[Opening DATA TO USE section]

//! Ingest-notify handlers
//!
//! The ingestion pipeline persists transactions through this surface and
//! the matcher is notified asynchronously. Responses return as soon as the
//! row is durable; matching happens in the background with bounded retries
//! and a dead-letter landing zone.

use std::sync::Arc;

use axum::{
    extract::{Query, State},
    http::HeaderMap,
    Json,
};
use chrono::{DateTime, Duration, Utc};
use rust_decimal::Decimal;
use serde::{Deserialize, Serialize};
use tracing::{info, warn};

use crate::{require_user_id, AppError, AppState, MAX_PAGE_LIMIT};
use cadence_core::db::TransactionInsertResult;
use cadence_core::matcher::spawn_match;
use cadence_core::models::{DeadLetter, Direction, NewTransaction, Transaction};

#[derive(Debug, Deserialize)]
pub struct IngestRequest {
    pub payee_id: i64,
    pub direction: Direction,
    pub currency_id: i64,
    pub occurred_at: DateTime<Utc>,
    pub amount: Decimal,
    pub source_message_id: String,
}

#[derive(Serialize)]
pub struct IngestResponse {
    pub transaction_id: i64,
    /// The source message had been ingested before; nothing new happened
    pub duplicate: bool,
    /// Clock anomaly: future-dated or arriving well out of order;
    /// accepted and matched by its date regardless
    pub flagged: bool,
}

/// POST /api/transactions - Persist a transaction and notify the matcher
pub async fn ingest_transaction(
    State(state): State<Arc<AppState>>,
    headers: HeaderMap,
    Json(request): Json<IngestRequest>,
) -> Result<Json<IngestResponse>, AppError> {
    let user_id = require_user_id(&headers)?;

    // Clock anomalies are accepted but flagged: dated in the future, or
    // arriving more than a day before the key's latest transaction
    let mut flagged = request.occurred_at > Utc::now() + Duration::days(1);
    if !flagged {
        if let Some(latest) = state.db.latest_occurrence_for_key(
            user_id,
            request.payee_id,
            request.direction,
            request.currency_id,
        )? {
            flagged = request.occurred_at + Duration::days(1) < latest;
        }
    }
    if flagged {
        warn!(
            occurred_at = %request.occurred_at,
            "Accepting transaction with anomalous date; flagging"
        );
    }

    let result = state.db.insert_transaction(&NewTransaction {
        user_id,
        payee_id: request.payee_id,
        direction: request.direction,
        currency_id: request.currency_id,
        occurred_at: request.occurred_at,
        amount: request.amount,
        source_message_id: request.source_message_id,
    })?;

    let (transaction_id, duplicate) = match result {
        TransactionInsertResult::Inserted(id) => {
            // Matcher work is async; the per-key lock serialises it
            spawn_match(Arc::clone(&state.matcher), id);
            (id, false)
        }
        TransactionInsertResult::Duplicate(id) => {
            info!(transaction_id = id, "Duplicate source message replayed");
            (id, true)
        }
    };

    Ok(Json(IngestResponse {
        transaction_id,
        duplicate,
        flagged,
    }))
}

#[derive(Debug, Deserialize)]
pub struct ListTransactionsQuery {
    pub limit: Option<i64>,
}

/// GET /api/transactions - The caller's transactions, newest first
pub async fn list_transactions(
    State(state): State<Arc<AppState>>,
    headers: HeaderMap,
    Query(query): Query<ListTransactionsQuery>,
) -> Result<Json<Vec<Transaction>>, AppError> {
    let user_id = require_user_id(&headers)?;
    let limit = query.limit.unwrap_or(50).clamp(1, MAX_PAGE_LIMIT);
    let transactions = state.db.list_transactions(user_id, limit)?;
    Ok(Json(transactions))
}

/// GET /api/dead-letters - Matcher work that exhausted its retries
pub async fn list_dead_letters(
    State(state): State<Arc<AppState>>,
    headers: HeaderMap,
) -> Result<Json<Vec<DeadLetter>>, AppError> {
    require_user_id(&headers)?;
    let letters = state.db.list_dead_letters(100)?;
    Ok(Json(letters))
}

[Closing DATA TO USE section]

> _PROBLEM REQUIREMENTS_
The whole listing needs repeating. Match each line exactly.

> _ANSWER_
//! Ingest-notify handlers
//!
//! The ingestion pipeline persists transactions through this surface and
//! the matcher is notified asynchronously. Responses return as soon as the
//! row is durable; matching happens in the background with bounded retries
//! and a dead-letter landing zone.

use std::sync::Arc;

use axum::{
    extract::{Query, State},
    http::HeaderMap,
    Json,
};
use chrono::{DateTime, Duration, Utc};
use rust_decimal::Decimal;
use serde::{Deserialize, Serialize};
use tracing::{info, warn};

use crate::{require_user_id, AppError, AppState, MAX_PAGE_LIMIT};
use cadence_core::db::TransactionInsertResult;
use cadence_core::matcher::spawn_match;
use cadence_core::models::{DeadLetter, Direction, NewTransaction, Transaction};

#[derive(Debug, Deserialize)]
pub struct IngestRequest {
    pub payee_id: i64,
    pub direction: Direction,
    pub currency_id: i64,
    pub occurred_at: DateTime<Utc>,
    pub amount: Decimal,
    pub source_message_id: String,
}

#[derive(Serialize)]
pub struct IngestResponse {
    pub transaction_id: i64,
    /// The source message had been ingested before; nothing new happened
    pub duplicate: bool,
    /// Clock anomaly: future-dated or arriving well out of order;
    /// accepted and matched by its date regardless
    pub flagged: bool,
}

/// POST /api/transactions - Persist a transaction and notify the matcher
pub async fn ingest_transaction(
    State(state): State<Arc<AppState>>,
    headers: HeaderMap,
    Json(request): Json<IngestRequest>,
) -> Result<Json<IngestResponse>, AppError> {
    let user_id = require_user_id(&headers)?;

    // Clock anomalies are accepted but flagged: dated in the future, or
    // arriving more than a day before the key's latest transaction
    let mut flagged = request.occurred_at > Utc::now() + Duration::days(1);
    if !flagged {
        if let Some(latest) = state.db.latest_occurrence_for_key(
            user_id,
            request.payee_id,
            request.direction,
            request.currency_id,
        )? {
            flagged = request.occurred_at + Duration::days(1) < latest;
        }
    }
    if flagged {
        warn!(
            occurred_at = %request.occurred_at,
            "Accepting transaction with anomalous date; flagging"
        );
    }

    let result = state.db.insert_transaction(&NewTransaction {
        user_id,
        payee_id: request.payee_id,
        direction: request.direction,
        currency_id: request.currency_id,
        occurred_at: request.occurred_at,
        amount: request.amount,
        source_message_id: request.source_message_id,
    })?;

    let (transaction_id, duplicate) = match result {
        TransactionInsertResult::Inserted(id) => {
            // Matcher work is async; the per-key lock serialises it
            spawn_match(Arc::clone(&state.matcher), id);
            (id, false)
        }
        TransactionInsertResult::Duplicate(id) => {
            info!(transaction_id = id, "Duplicate source message replayed");
            (id, true)
        }
    };

    Ok(Json(IngestResponse {
        transaction_id,
        duplicate,
        flagged,
    }))
}

#[derive(Debug, Deserialize)]
pub struct ListTransactionsQuery {
    pub limit: Option<i64>,
}

/// GET /api/transactions - The caller's transactions, newest first
pub async fn list_transactions(
    State(state): State<Arc<AppState>>,
    headers: HeaderMap,
    Query(query): Query<ListTransactionsQuery>,
) -> Result<Json<Vec<Transaction>>, AppError> {
    let user_id = require_user_id(&headers)?;
    let limit = query.limit.unwrap_or(50).clamp(1, MAX_PAGE_LIMIT);
    let transactions = state.db.list_transactions(user_id, limit)?;
    Ok(Json(transactions))
}

/// GET /api/dead-letters - Matcher work that exhausted its retries
pub async fn list_dead_letters(
    State(state): State<Arc<AppState>>,
    headers: HeaderMap,
) -> Result<Json<Vec<DeadLetter>>, AppError> {
    require_user_id(&headers)?;
    let letters = state.db.list_dead_letters(100)?;
    Ok(Json(letters))
}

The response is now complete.